## Friday, February 3, 2017

### Visual Math in Architecture

Above is a beautiful picture of the Roman Collesium in Rome, Italy.  Look at all the beautiful geometric shapes of arches or semicircles on top of rectangles.  If you look down from above, its a beautiful ellipse or oval shaped. Imagine being able to calculate the equation for this specific ellipse.  With a bit of research, its possible to find the information so students can figure out the area of each of the arched entrances.  Students could possibly even determine the open area these entrances open up.

Look at all the beautiful parabolas found on the golden gate bridge.  There are also nice lines and rectangles hidden in the bridge.  Image having students find the length of the bridge and the distance between the two posts with the beautiful parabolas so the students could create the equation for this piece of art.  They could also figure out the equation of the parabola at the end.

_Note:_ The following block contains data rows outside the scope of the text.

// Licensed to the Apache Software Foundation (ASF) under one
// or more contributor license agreements.  See the NOTICE file
// distributed with this work for additional information
// regarding copyright ownership.  The ASF licenses this file
// to you under the Apache License, Version 2.0 (the
// "License"); you may not use this file except in compliance
// with the License.  You may obtain a copy of the License at
//
//   http://www.apache.org/licenses/LICENSE-2.0
//
// Unless required by applicable law or agreed to in writing,
// software distributed under the License is distributed on an
// "AS IS" BASIS, WITHOUT WARRANTIES OR CONDITIONS OF ANY
// KIND, either express or implied.  See the License for the
// specific language governing permissions and limitations
// under the License.
//! Build-side hash index for the single-row join.
//!
//! Responsibilities:
//! - Groups build rows by their encoded join key and lays out each group's row addresses contiguously.
//! - Answers unit-sized probe lookups with a membership flag and a tagged match per probe row.
//!
//! Key exported interfaces:
//! - Types: `JoinHashIndex`, `ProbeMatch`, `JoinHashMap`, `JoinHashMapBuilder`.
//! - Functions: `build_join_hash_map`.
//!
//! Current limitations:
//! - Rows with a NULL in any key column never enter the index (`=` semantics only).
//! - Row addresses are `u32`, so one build side holds at most `u32::MAX` rows.

use std::mem;

use arrow::array::{Array, ArrayRef};
use arrow::buffer::NullBuffer;
use arrow::datatypes::DataType;
use arrow::row::{RowConverter, SortField};
use hashbrown::HashMap;

use crate::exec::chunk::Chunk;
use crate::exec::expr::{ExprArena, ExprId};

/// Number of probe rows looked up per `find_unit` call.
pub const UNIT_LIMIT: usize = 256;

const ROW_NONE: u32 = u32::MAX;

/// Lookup result for one probe row.
///
/// Addresses are global build row ids: `chunk_index * chunk_size + row_in_chunk`.
#[derive(Clone, Copy, Debug, Default, PartialEq, Eq)]
pub enum ProbeMatch {
    #[default]
    NoMatch,
    /// The only build row carrying the key.
    Single(u32),
    /// A group of build rows carrying the key; see [`JoinHashIndex::candidates`].
    Candidates(usize),
}

/// Read-only hash index over the build side, shared by every copy of the probe operator.
pub trait JoinHashIndex: Send + Sync {
    /// Key column types the index was built with. Probe keys must be cast to these.
    fn key_types(&self) -> &[DataType];

    /// Chunk size used to compute row addresses.
    fn chunk_size(&self) -> usize;

    /// Whether every key maps to exactly one build row.
    fn is_primary_key(&self) -> bool;

    /// Look up probe rows `[start, start + n)` of `keys`.
    ///
    /// On entry the caller sets `in_buckets[..n]` to `true`; rows whose key cannot be
    /// looked up (a NULL key column) are cleared. `out[..n]` receives one match per row.
    fn find_unit(
        &self,
        keys: &[ArrayRef],
        start: usize,
        n: usize,
        in_buckets: &mut [bool],
        out: &mut [ProbeMatch],
    ) -> Result<(), String>;

    /// Build row addresses of a group, ascending.
    fn candidates(&self, group: usize) -> Result<&[u32], String>;

    /// Approximate heap footprint in bytes.
    fn size_estimate(&self) -> usize;

    fn row_count(&self) -> usize;
}

/// Hash index keyed by Arrow row-format encodings of the join key columns.
pub struct JoinHashMap {
    key_types: Vec<DataType>,
    chunk_size: usize,
    hash_on_pk: bool,
    converter: RowConverter,
    groups: HashMap<Box<[u8]>, usize>,
    group_offsets: Vec<u32>,
    group_rows: Vec<u32>,
    row_count: usize,
    key_bytes: usize,
}

impl std::fmt::Debug for JoinHashMap {
    fn fmt(&self, f: &mut std::fmt::Formatter<'_>) -> std::fmt::Result {
        f.debug_struct("JoinHashMap")
            .field("key_types", &self.key_types)
            .field("chunk_size", &self.chunk_size)
            .field("hash_on_pk", &self.hash_on_pk)
            .field("groups", &self.groups.len())
            .field("row_count", &self.row_count)
            .finish()
    }
}

impl JoinHashMap {
    pub fn group_count(&self) -> usize {
        self.groups.len()
    }
}

fn key_nulls(keys: &[ArrayRef]) -> Vec<Option<NullBuffer>> {
    keys.iter().map(|k| k.logical_nulls()).collect()
}

fn row_has_null(nulls: &[Option<NullBuffer>], row: usize) -> bool {
    nulls
        .iter()
        .any(|n| n.as_ref().is_some_and(|n| n.is_null(row)))
}

fn check_key_columns(keys: &[ArrayRef], key_types: &[DataType]) -> Result<(), String> {
    if keys.len() != key_types.len() {
        return Err(format!(
            "join key length mismatch: expected {} columns, got {}",
            key_types.len(),
            keys.len()
        ));
    }
    for (idx, (array, expected)) in keys.iter().zip(key_types).enumerate() {
        if array.data_type() != expected {
            return Err(format!(
                "join key type mismatch at index {}: expected {:?}, got {:?}",
                idx,
                expected,
                array.data_type()
            ));
        }
    }
    Ok(())
}

impl JoinHashIndex for JoinHashMap {
    fn key_types(&self) -> &[DataType] {
        &self.key_types
    }

    fn chunk_size(&self) -> usize {
        self.chunk_size
    }

    fn is_primary_key(&self) -> bool {
        self.hash_on_pk
    }

    fn find_unit(
        &self,
        keys: &[ArrayRef],
        start: usize,
        n: usize,
        in_buckets: &mut [bool],
        out: &mut [ProbeMatch],
    ) -> Result<(), String> {
        if n > in_buckets.len() || n > out.len() {
            return Err(format!(
                "join lookup unit too large: n={} flags={} out={}",
                n,
                in_buckets.len(),
                out.len()
            ));
        }
        check_key_columns(keys, &self.key_types)?;
        let unit: Vec<ArrayRef> = keys.iter().map(|k| k.slice(start, n)).collect();
        let nulls = key_nulls(&unit);
        let rows = self
            .converter
            .convert_columns(&unit)
            .map_err(|e| e.to_string())?;
        for k in 0..n {
            if row_has_null(&nulls, k) {
                in_buckets[k] = false;
                out[k] = ProbeMatch::NoMatch;
                continue;
            }
            out[k] = match self.groups.get(rows.row(k).as_ref()) {
                None => ProbeMatch::NoMatch,
                Some(&group) if self.hash_on_pk => {
                    let first = self.group_offsets[group] as usize;
                    ProbeMatch::Single(self.group_rows[first])
                }
                Some(&group) => ProbeMatch::Candidates(group),
            };
        }
        Ok(())
    }

    fn candidates(&self, group: usize) -> Result<&[u32], String> {
        if group + 1 >= self.group_offsets.len() {
            return Err(format!(
                "join group id {} out of bounds (groups={})",
                group,
                self.groups.len()
            ));
        }
        let start = self.group_offsets[group] as usize;
        let end = self.group_offsets[group + 1] as usize;
        Ok(&self.group_rows[start..end])
    }

    fn size_estimate(&self) -> usize {
        let entry = mem::size_of::<(Box<[u8]>, usize)>() + 1;
        self.key_bytes
            .saturating_add(self.groups.capacity().saturating_mul(entry))
            .saturating_add(self.group_offsets.capacity() * mem::size_of::<u32>())
            .saturating_add(self.group_rows.capacity() * mem::size_of::<u32>())
    }

    fn row_count(&self) -> usize {
        self.row_count
    }
}

/// Incremental builder for [`JoinHashMap`].
///
/// Chunks must be added in build order; every chunk but the last one must hold
/// exactly `chunk_size` rows so that addresses decompose in O(1).
pub struct JoinHashMapBuilder {
    key_types: Vec<DataType>,
    hash_on_pk: bool,
    chunk_size: usize,
    converter: RowConverter,
    groups: HashMap<Box<[u8]>, usize>,
    group_head: Vec<u32>,
    row_next: Vec<u32>,
    row_count: usize,
    last_chunk_rows: Option<usize>,
    key_bytes: usize,
}

impl JoinHashMapBuilder {
    pub fn new(key_types: Vec<DataType>, hash_on_pk: bool, chunk_size: usize) -> Result<Self, String> {
        if key_types.is_empty() {
            return Err("join hash map requires join keys".to_string());
        }
        if chunk_size == 0 {
            return Err("join hash map chunk size must be positive".to_string());
        }
        let fields = key_types.iter().cloned().map(SortField::new).collect();
        let converter = RowConverter::new(fields).map_err(|e| e.to_string())?;
        Ok(Self {
            key_types,
            hash_on_pk,
            chunk_size,
            converter,
            groups: HashMap::new(),
            group_head: Vec::new(),
            row_next: Vec::new(),
            row_count: 0,
            last_chunk_rows: None,
            key_bytes: 0,
        })
    }

    pub fn add_chunk(&mut self, keys: &[ArrayRef], num_rows: usize) -> Result<(), String> {
        check_key_columns(keys, &self.key_types)?;
        if num_rows == 0 {
            return Ok(());
        }
        if let Some(prev) = self.last_chunk_rows
            && prev != self.chunk_size
        {
            return Err(format!(
                "join build chunk with {} rows is followed by another chunk; expected {} rows",
                prev, self.chunk_size
            ));
        }
        if num_rows > self.chunk_size {
            return Err(format!(
                "join build chunk has {} rows, more than chunk size {}",
                num_rows, self.chunk_size
            ));
        }
        if keys.iter().any(|k| k.len() != num_rows) {
            return Err("join key column length mismatch".to_string());
        }
        let next_row_count = self
            .row_count
            .checked_add(num_rows)
            .filter(|v| *v < ROW_NONE as usize)
            .ok_or_else(|| "join build row count overflow".to_string())?;

        let base_row_id = self.row_count as u32;
        self.row_next.resize(next_row_count, ROW_NONE);
        self.row_count = next_row_count;
        self.last_chunk_rows = Some(num_rows);

        let nulls = key_nulls(keys);
        let rows = self
            .converter
            .convert_columns(keys)
            .map_err(|e| e.to_string())?;
        for row in 0..num_rows {
            if row_has_null(&nulls, row) {
                continue;
            }
            let row_id = base_row_id + row as u32;
            let key = rows.row(row);
            let group = match self.groups.get(key.as_ref()) {
                Some(&group) => {
                    if self.hash_on_pk {
                        return Err(format!(
                            "duplicate key for primary-key join hash map at build row {}",
                            row_id
                        ));
                    }
                    group
                }
                None => {
                    let group = self.group_head.len();
                    self.group_head.push(ROW_NONE);
                    self.key_bytes += key.as_ref().len();
                    self.groups.insert(key.as_ref().into(), group);
                    group
                }
            };
            self.row_next[row_id as usize] = self.group_head[group];
            self.group_head[group] = row_id;
        }
        Ok(())
    }

    /// Lay out every group's rows contiguously, ascending by address.
    pub fn finish(self) -> Result<JoinHashMap, String> {
        let group_count = self.group_head.len();
        let mut counts = vec![0u32; group_count];
        for (group, head) in self.group_head.iter().enumerate() {
            let mut row = *head;
            while row != ROW_NONE {
                counts[group] += 1;
                row = self.row_next[row as usize];
            }
        }

        let mut offsets = Vec::with_capacity(group_count + 1);
        offsets.push(0u32);
        let mut total = 0u32;
        for count in &counts {
            total = total
                .checked_add(*count)
                .ok_or_else(|| "join group rows overflow".to_string())?;
            offsets.push(total);
        }

        // Chains are newest-first, so fill each group from its end.
        let mut rows = vec![0u32; total as usize];
        for (group, head) in self.group_head.iter().enumerate() {
            let mut write_pos = offsets[group + 1] as usize;
            let mut row = *head;
            while row != ROW_NONE {
                write_pos -= 1;
                rows[write_pos] = row;
                row = self.row_next[row as usize];
            }
        }

        Ok(JoinHashMap {
            key_types: self.key_types,
            chunk_size: self.chunk_size,
            hash_on_pk: self.hash_on_pk,
            converter: self.converter,
            groups: self.groups,
            group_offsets: offsets,
            group_rows: rows,
            row_count: self.row_count,
            key_bytes: self.key_bytes,
        })
    }
}

/// Evaluate the build-side key expressions over `chunks` and index them.
///
/// Returns `None` when the build side has no rows.
pub fn build_join_hash_map(
    arena: &ExprArena,
    build_exprs: &[ExprId],
    chunks: &[Chunk],
    hash_on_pk: bool,
    chunk_size: usize,
) -> Result<Option<JoinHashMap>, String> {
    let mut builder: Option<JoinHashMapBuilder> = None;
    for chunk in chunks.iter().filter(|c| !c.is_empty()) {
        let mut keys = Vec::with_capacity(build_exprs.len());
        for expr in build_exprs {
            keys.push(arena.eval(*expr, chunk)?);
        }
        if builder.is_none() {
            let key_types = keys.iter().map(|k| k.data_type().clone()).collect();
            builder = Some(JoinHashMapBuilder::new(key_types, hash_on_pk, chunk_size)?);
        }
        if let Some(builder) = builder.as_mut() {
            builder.add_chunk(&keys, chunk.len())?;
        }
    }
    builder.map(JoinHashMapBuilder::finish).transpose()
}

Look at the Arch of Triumph in Paris.  This is filled with some great mathematical shapes one, could find the equation for so many different shapes.  In addition, think about calculating the number of bricks used to build this, the equation for the arch, circles, and so many more things.  It just means you look at it and look for anything mathematical you can.

This struck me as I'm putting together a short video on the Roman collesium and I realized its basic shape is elliptical so I can have students calculate the equation for it.  In addition, there are other shapes students can find the area for, equations, etc.  Look at public buildings, have fun annotating pictures and finding equations or areas. It is great.